## TASK GOAL
Copy the records below without altering a single word.

## EXTRACTED DATA
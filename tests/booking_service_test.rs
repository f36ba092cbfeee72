use std::sync::Arc;

use chrono::{DateTime, TimeZone, Utc};
use sqlx::sqlite::SqlitePoolOptions;
use uuid::Uuid;

use soiree::{
    domain::{
        AdditionalService, BookingDenial, BookingStatus, CateringMenu, CreateUserRequest,
        EventOffering, MenuType, PaymentMethod, PaymentStatus, PriceType, User, UserRole,
    },
    mail::RecordingNotifier,
    repository::{
        AdditionalServiceRepository, BookingRepository, CartRepository, CateringMenuRepository,
        EventOfferingRepository, PaymentRepository, SqliteAdditionalServiceRepository,
        SqliteBookingRepository, SqliteCartRepository, SqliteCateringMenuRepository,
        SqliteEventOfferingRepository, SqlitePaymentRepository, SqliteUserRepository,
        UserRepository,
    },
    service::booking_service::{AddEventRequest, BookingService},
};

struct TestApp {
    service: BookingService,
    user_repo: Arc<dyn UserRepository>,
    event_repo: Arc<dyn EventOfferingRepository>,
    catering_repo: Arc<dyn CateringMenuRepository>,
    addon_repo: Arc<dyn AdditionalServiceRepository>,
    booking_repo: Arc<dyn BookingRepository>,
    payment_repo: Arc<dyn PaymentRepository>,
    cart_repo: Arc<dyn CartRepository>,
    mailer: Arc<RecordingNotifier>,
}

async fn setup() -> anyhow::Result<TestApp> {
    // One connection: an in-memory SQLite database exists per connection.
    let pool = SqlitePoolOptions::new()
        .max_connections(1)
        .connect(":memory:")
        .await?;

    sqlx::migrate!("./migrations").run(&pool).await?;

    let user_repo: Arc<dyn UserRepository> = Arc::new(SqliteUserRepository::new(pool.clone()));
    let event_repo: Arc<dyn EventOfferingRepository> =
        Arc::new(SqliteEventOfferingRepository::new(pool.clone()));
    let catering_repo: Arc<dyn CateringMenuRepository> =
        Arc::new(SqliteCateringMenuRepository::new(pool.clone()));
    let addon_repo: Arc<dyn AdditionalServiceRepository> =
        Arc::new(SqliteAdditionalServiceRepository::new(pool.clone()));
    let booking_repo: Arc<dyn BookingRepository> =
        Arc::new(SqliteBookingRepository::new(pool.clone()));
    let payment_repo: Arc<dyn PaymentRepository> =
        Arc::new(SqlitePaymentRepository::new(pool.clone()));
    let cart_repo: Arc<dyn CartRepository> = Arc::new(SqliteCartRepository::new(pool.clone()));
    let mailer = Arc::new(RecordingNotifier::new());

    let service = BookingService::new(
        event_repo.clone(),
        catering_repo.clone(),
        addon_repo.clone(),
        booking_repo.clone(),
        payment_repo.clone(),
        cart_repo.clone(),
        user_repo.clone(),
        mailer.clone(),
    );

    Ok(TestApp {
        service,
        user_repo,
        event_repo,
        catering_repo,
        addon_repo,
        booking_repo,
        payment_repo,
        cart_repo,
        mailer,
    })
}

impl TestApp {
    async fn make_user(&self, username: &str, role: UserRole) -> anyhow::Result<User> {
        Ok(self
            .user_repo
            .create(CreateUserRequest {
                email: format!("{}@example.com", username),
                username: username.to_string(),
                full_name: format!("{} Test", username),
                phone: "0820000000".to_string(),
                password: "password123".to_string(),
                role,
            })
            .await?)
    }

    async fn make_event(&self, name: &str, capacity: i32, price_cents: i64) -> anyhow::Result<EventOffering> {
        let now = Utc::now();
        Ok(self
            .event_repo
            .create(EventOffering {
                id: Uuid::new_v4(),
                name: name.to_string(),
                description: "A lovely venue".to_string(),
                venue: format!("{} Hall", name),
                max_capacity: capacity,
                price_per_person_cents: price_cents,
                image_url: None,
                is_active: true,
                created_at: now,
                updated_at: now,
            })
            .await?)
    }

    async fn make_menu(&self, name: &str, price_cents: i64) -> anyhow::Result<CateringMenu> {
        let now = Utc::now();
        Ok(self
            .catering_repo
            .create(CateringMenu {
                id: Uuid::new_v4(),
                name: name.to_string(),
                description: "Tasty".to_string(),
                menu_type: MenuType::Standard,
                price_per_person_cents: price_cents,
                included_items: None,
                is_vegetarian: false,
                is_vegan: false,
                has_gluten_free: false,
                image_url: None,
                is_active: true,
                created_at: now,
                updated_at: now,
            })
            .await?)
    }

    async fn make_addon(&self, name: &str, price_cents: i64) -> anyhow::Result<AdditionalService> {
        let now = Utc::now();
        Ok(self
            .addon_repo
            .create(AdditionalService {
                id: Uuid::new_v4(),
                name: name.to_string(),
                description: "Helpful".to_string(),
                price_cents,
                price_type: PriceType::Fixed,
                image_url: None,
                is_active: true,
                created_at: now,
                updated_at: now,
            })
            .await?)
    }
}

## SOLUTION TO THIS TASK
filename tests/booking_service_test.rs
repository f36ba092cbfeee72
use std::sync::Arc;

use chrono::{DateTime, TimeZone, Utc};
use sqlx::sqlite::SqlitePoolOptions;
use uuid::Uuid;

use soiree::{
    domain::{
        AdditionalService, BookingDenial, BookingStatus, CateringMenu, CreateUserRequest,
        EventOffering, MenuType, PaymentMethod, PaymentStatus, PriceType, User, UserRole,
    },
    mail::RecordingNotifier,
    repository::{
        AdditionalServiceRepository, BookingRepository, CartRepository, CateringMenuRepository,
        EventOfferingRepository, PaymentRepository, SqliteAdditionalServiceRepository,
        SqliteBookingRepository, SqliteCartRepository, SqliteCateringMenuRepository,
        SqliteEventOfferingRepository, SqlitePaymentRepository, SqliteUserRepository,
        UserRepository,
    },
    service::booking_service::{AddEventRequest, BookingService},
};

struct TestApp {
    service: BookingService,
    user_repo: Arc<dyn UserRepository>,
    event_repo: Arc<dyn EventOfferingRepository>,
    catering_repo: Arc<dyn CateringMenuRepository>,
    addon_repo: Arc<dyn AdditionalServiceRepository>,
    booking_repo: Arc<dyn BookingRepository>,
    payment_repo: Arc<dyn PaymentRepository>,
    cart_repo: Arc<dyn CartRepository>,
    mailer: Arc<RecordingNotifier>,
}

async fn setup() -> anyhow::Result<TestApp> {
    // One connection: an in-memory SQLite database exists per connection.
    let pool = SqlitePoolOptions::new()
        .max_connections(1)
        .connect(":memory:")
        .await?;

    sqlx::migrate!("./migrations").run(&pool).await?;

    let user_repo: Arc<dyn UserRepository> = Arc::new(SqliteUserRepository::new(pool.clone()));
    let event_repo: Arc<dyn EventOfferingRepository> =
        Arc::new(SqliteEventOfferingRepository::new(pool.clone()));
    let catering_repo: Arc<dyn CateringMenuRepository> =
        Arc::new(SqliteCateringMenuRepository::new(pool.clone()));
    let addon_repo: Arc<dyn AdditionalServiceRepository> =
        Arc::new(SqliteAdditionalServiceRepository::new(pool.clone()));
    let booking_repo: Arc<dyn BookingRepository> =
        Arc::new(SqliteBookingRepository::new(pool.clone()));
    let payment_repo: Arc<dyn PaymentRepository> =
        Arc::new(SqlitePaymentRepository::new(pool.clone()));
    let cart_repo: Arc<dyn CartRepository> = Arc::new(SqliteCartRepository::new(pool.clone()));
    let mailer = Arc::new(RecordingNotifier::new());

    let service = BookingService::new(
        event_repo.clone(),
        catering_repo.clone(),
        addon_repo.clone(),
        booking_repo.clone(),
        payment_repo.clone(),
        cart_repo.clone(),
        user_repo.clone(),
        mailer.clone(),
    );

    Ok(TestApp {
        service,
        user_repo,
        event_repo,
        catering_repo,
        addon_repo,
        booking_repo,
        payment_repo,
        cart_repo,
        mailer,
    })
}

impl TestApp {
    async fn make_user(&self, username: &str, role: UserRole) -> anyhow::Result<User> {
        Ok(self
            .user_repo
            .create(CreateUserRequest {
                email: format!("{}@example.com", username),
                username: username.to_string(),
                full_name: format!("{} Test", username),
                phone: "0820000000".to_string(),
                password: "password123".to_string(),
                role,
            })
            .await?)
    }

    async fn make_event(&self, name: &str, capacity: i32, price_cents: i64) -> anyhow::Result<EventOffering> {
        let now = Utc::now();
        Ok(self
            .event_repo
            .create(EventOffering {
                id: Uuid::new_v4(),
                name: name.to_string(),
                description: "A lovely venue".to_string(),
                venue: format!("{} Hall", name),
                max_capacity: capacity,
                price_per_person_cents: price_cents,
                image_url: None,
                is_active: true,
                created_at: now,
                updated_at: now,
            })
            .await?)
    }

    async fn make_menu(&self, name: &str, price_cents: i64) -> anyhow::Result<CateringMenu> {
        let now = Utc::now();
        Ok(self
            .catering_repo
            .create(CateringMenu {
                id: Uuid::new_v4(),
                name: name.to_string(),
                description: "Tasty".to_string(),
                menu_type: MenuType::Standard,
                price_per_person_cents: price_cents,
                included_items: None,
                is_vegetarian: false,
                is_vegan: false,
                has_gluten_free: false,
                image_url: None,
                is_active: true,
                created_at: now,
                updated_at: now,
            })
            .await?)
    }

    async fn make_addon(&self, name: &str, price_cents: i64) -> anyhow::Result<AdditionalService> {
        let now = Utc::now();
        Ok(self
            .addon_repo
            .create(AdditionalService {
                id: Uuid::new_v4(),
                name: name.to_string(),
                description: "Helpful".to_string(),
                price_cents,
                price_type: PriceType::Fixed,
                image_url: None,
                is_active: true,
                created_at: now,
                updated_at: now,
            })
            .await?)
    }
}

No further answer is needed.